_Brief_.
Search the data for the string "social" and gather each line it is in.
# # # # # # #
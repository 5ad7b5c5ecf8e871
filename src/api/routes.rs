// src/api/routes.rs
use actix_web::web;
use super::handlers;

/// Simulation endpoints, as listed by the status endpoint.
pub const SIMULATION_ENDPOINTS: &[&str] = &[
    "/api/osint/darkweb",
    "/api/osint/dns",
    "/api/osint/email",
    "/api/osint/metadata",
    "/api/osint/social",
    "/api/osint/whois",
    "/api/scan/url",
];

pub fn configure_routes(cfg: &mut web::ServiceConfig) {
    // OSINT simulation routes
    cfg.service(
        web::scope("/api/osint")
            .route("/darkweb", web::post().to(handlers::osint::check_darkweb))
            .route("/dns", web::post().to(handlers::osint::lookup_dns))
            .route("/email", web::post().to(handlers::osint::harvest_emails))
            .route("/metadata", web::post().to(handlers::osint::analyze_metadata))
            .route("/social", web::post().to(handlers::osint::find_profiles))
            .route("/whois", web::post().to(handlers::osint::lookup_whois))
    );

    // Scan routes
    cfg.service(
        web::scope("/api/scan")
            .route("/url", web::post().to(handlers::scan::check_url))
    );

    // System routes
    cfg.service(
        web::scope("/api/system")
            .route("/status", web::get().to(handlers::system::get_status))
            .route("/logs", web::get().to(handlers::system::get_logs))
    );
}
# # # # # # #
_Exercise solution_.
    "/api/osint/social",
            .route("/social", web::post().to(handlers::osint::find_profiles))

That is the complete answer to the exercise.